The hike in stake in the above-mentioned portfolio will be funded by paring stakes in Korea and India. As regards India, Wood believes the Narendra Modi–led National Democratic Alliance (NDA) government, or what is known as NDA-2, seems to be prioritising the social agenda over economic issues to a far greater extent than NDA-1.

“And the main difference between the two governments is that BJP President Amit Shah has now entered the executive branch as Home Minister. Shah and Modi go back decades in terms of Gujarat politics and their political affiliation with the Bharatiya Janata Party (BJP). Until proven otherwise, investors should assume they share the same agenda of saving, or at least preserving, the culture of the Hindu nation,” Wood wrote.

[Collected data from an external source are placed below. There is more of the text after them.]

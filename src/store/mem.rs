use std::sync::Mutex;

use async_trait::async_trait;
use time::OffsetDateTime;

use super::{
    Instructor, NewInstructor, NewStudent, NewWeightRecord, Store, StoreError, Student,
    UniqueField, WeightRecord,
};

#[derive(Default)]
struct Inner {
    students: Vec<Student>,
    instructors: Vec<Instructor>,
    records: Vec<WeightRecord>,
    links: Vec<(i64, i64, i64)>, // (id, student_id, instructor_id)
    next_student_id: i64,
    next_instructor_id: i64,
    next_record_id: i64,
    next_link_id: i64,
}

/// In-memory store used by tests and `AppState::fake()`. Mimics the schema's
/// unique constraints so conflict paths behave like Postgres.
#[derive(Default)]
pub struct MemStore {
    inner: Mutex<Inner>,
}

impl MemStore {
    pub fn new() -> Self {
        Self::default()
    }
}

#[async_trait]
impl Store for MemStore {
    async fn create_student(&self, new: NewStudent) -> Result<Student, StoreError> {
        let mut inner = self.inner.lock().unwrap();
        if inner.students.iter().any(|s| s.email == new.email) {
            return Err(StoreError::Duplicate(UniqueField::Email));
        }
        if inner.students.iter().any(|s| s.code == new.code) {
            return Err(StoreError::Duplicate(UniqueField::Code));
        }
        inner.next_student_id += 1;
        let student = Student {
            id: inner.next_student_id,
            code: new.code,
            name: new.name,
            surname: new.surname,
            email: new.email,
            birth_date: new.birth_date,
            height: new.height,
            weight: new.weight,
            gender: new.gender,
            goal_weight: new.goal_weight,
            password_hash: new.password_hash,
        };
        inner.students.push(student.clone());
        Ok(student)
    }

    async fn student_by_id(&self, id: i64) -> Result<Option<Student>, StoreError> {
        let inner = self.inner.lock().unwrap();
        Ok(inner.students.iter().find(|s| s.id == id).cloned())
    }

    async fn student_by_email(&self, email: &str) -> Result<Option<Student>, StoreError> {
        let inner = self.inner.lock().unwrap();
        Ok(inner.students.iter().find(|s| s.email == email).cloned())
    }

    async fn student_by_code(&self, code: &str) -> Result<Option<Student>, StoreError> {
        let inner = self.inner.lock().unwrap();
        Ok(inner.students.iter().find(|s| s.code == code).cloned())
    }

    async fn code_taken(&self, code: &str) -> Result<bool, StoreError> {
        let inner = self.inner.lock().unwrap();
        Ok(inner.students.iter().any(|s| s.code == code))
    }

    async fn update_student_profile(
        &self,
        id: i64,
        height: Option<f64>,
        goal_weight: Option<f64>,
    ) -> Result<(), StoreError> {
        let mut inner = self.inner.lock().unwrap();
        if let Some(student) = inner.students.iter_mut().find(|s| s.id == id) {
            if let Some(h) = height {
                student.height = h;
            }
            if let Some(g) = goal_weight {
                student.goal_weight = g;
            }
        }
        Ok(())
    }

    async fn create_instructor(&self, new: NewInstructor) -> Result<Instructor, StoreError> {
        let mut inner = self.inner.lock().unwrap();
        if inner.instructors.iter().any(|i| i.email == new.email) {
            return Err(StoreError::Duplicate(UniqueField::Email));
        }
        inner.next_instructor_id += 1;
        let instructor = Instructor {
            id: inner.next_instructor_id,
            name: new.name,
            surname: new.surname,
            email: new.email,
            password_hash: new.password_hash,
        };
        inner.instructors.push(instructor.clone());
        Ok(instructor)
    }

    async fn instructor_by_id(&self, id: i64) -> Result<Option<Instructor>, StoreError> {
        let inner = self.inner.lock().unwrap();
        Ok(inner.instructors.iter().find(|i| i.id == id).cloned())
    }

    async fn instructor_by_email(&self, email: &str) -> Result<Option<Instructor>, StoreError> {
        let inner = self.inner.lock().unwrap();
        Ok(inner.instructors.iter().find(|i| i.email == email).cloned())
    }

    async fn add_weight_record(&self, new: NewWeightRecord) -> Result<WeightRecord, StoreError> {
        let mut inner = self.inner.lock().unwrap();
        inner.next_record_id += 1;
        let record = WeightRecord {
            id: inner.next_record_id,
            student_id: new.student_id,
            recorded_at: OffsetDateTime::now_utc(),
            weight: new.weight,
            bmi: new.bmi,
            bmr: new.bmr,
        };
        inner.records.push(record.clone());
        Ok(record)
    }

    async fn weight_records(&self, student_id: i64) -> Result<Vec<WeightRecord>, StoreError> {
        let inner = self.inner.lock().unwrap();
        let mut records: Vec<WeightRecord> = inner
            .records
            .iter()
            .filter(|r| r.student_id == student_id)
            .cloned()
            .collect();
        records.sort_by_key(|r| r.id);
        Ok(records)
    }

    async fn weight_record_by_id(&self, id: i64) -> Result<Option<WeightRecord>, StoreError> {
        let inner = self.inner.lock().unwrap();
        Ok(inner.records.iter().find(|r| r.id == id).cloned())
    }

    async fn earliest_weight_record_id(
        &self,
        student_id: i64,
    ) -> Result<Option<i64>, StoreError> {
        let inner = self.inner.lock().unwrap();
        Ok(inner
            .records
            .iter()
            .filter(|r| r.student_id == student_id)
            .map(|r| r.id)
            .min())
    }

    async fn delete_weight_record(&self, id: i64) -> Result<(), StoreError> {
        let mut inner = self.inner.lock().unwrap();
        inner.records.retain(|r| r.id != id);
        Ok(())
    }

    async fn create_link(&self, student_id: i64, instructor_id: i64) -> Result<bool, StoreError> {
        let mut inner = self.inner.lock().unwrap();
        if inner
            .links
            .iter()
            .any(|&(_, s, i)| s == student_id && i == instructor_id)
        {
            return Ok(false);
        }
        inner.next_link_id += 1;
        let link_id = inner.next_link_id;
        inner.links.push((link_id, student_id, instructor_id));
        Ok(true)
    }

    async fn link_exists(&self, student_id: i64, instructor_id: i64) -> Result<bool, StoreError> {
        let inner = self.inner.lock().unwrap();
        Ok(inner
            .links
            .iter()
            .any(|&(_, s, i)| s == student_id && i == instructor_id))
    }

    async fn linked_students(&self, instructor_id: i64) -> Result<Vec<Student>, StoreError> {
        let inner = self.inner.lock().unwrap();
        let mut students: Vec<Student> = inner
            .links
            .iter()
            .filter(|&&(_, _, i)| i == instructor_id)
            .filter_map(|&(_, s, _)| inner.students.iter().find(|st| st.id == s).cloned())
            .collect();
        students.sort_by_key(|s| s.id);
        Ok(students)
    }
}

Besides, the recent economic data has also not been encouraging, which is another reason for him to pare India exposure. The latest Indian gross domestic product (GDP) data, released last Friday, still shows no clear sign of a cyclical uptick, though it is a positive that nominal GDP growth rose from a 10-year low of 6.4 per cent YoY in 2QFY20 (July-September 2019) to 7.7 per cent YoY in 3QFY20 (October-December 2019).

Credit markets

The key segment investors should keep a tab on, according to Wood, are the credit markets. This, he says, assume significance as the potential sudden collapse in economic activity triggered by the coronavirus, for example in the hospitality and transport industries, can clearly, from a cash flow perspective, make it hard for companies to service debt or refinance maturing debt. 

“And there is a lot of debt about. Global non-financial sector debt totaled $187 trillion at the end of the third quarter of 2019 (Q3-19), including $72 trillion in corporate debt, according to BIS. But perhaps more relevant from a refinancing risk standpoint, global debt, including financial sector debt, rose to a record $253 billion, or 322 per cent of GDP at the end of Q3-19, according to the Institute of International Finance,” Wood wrote.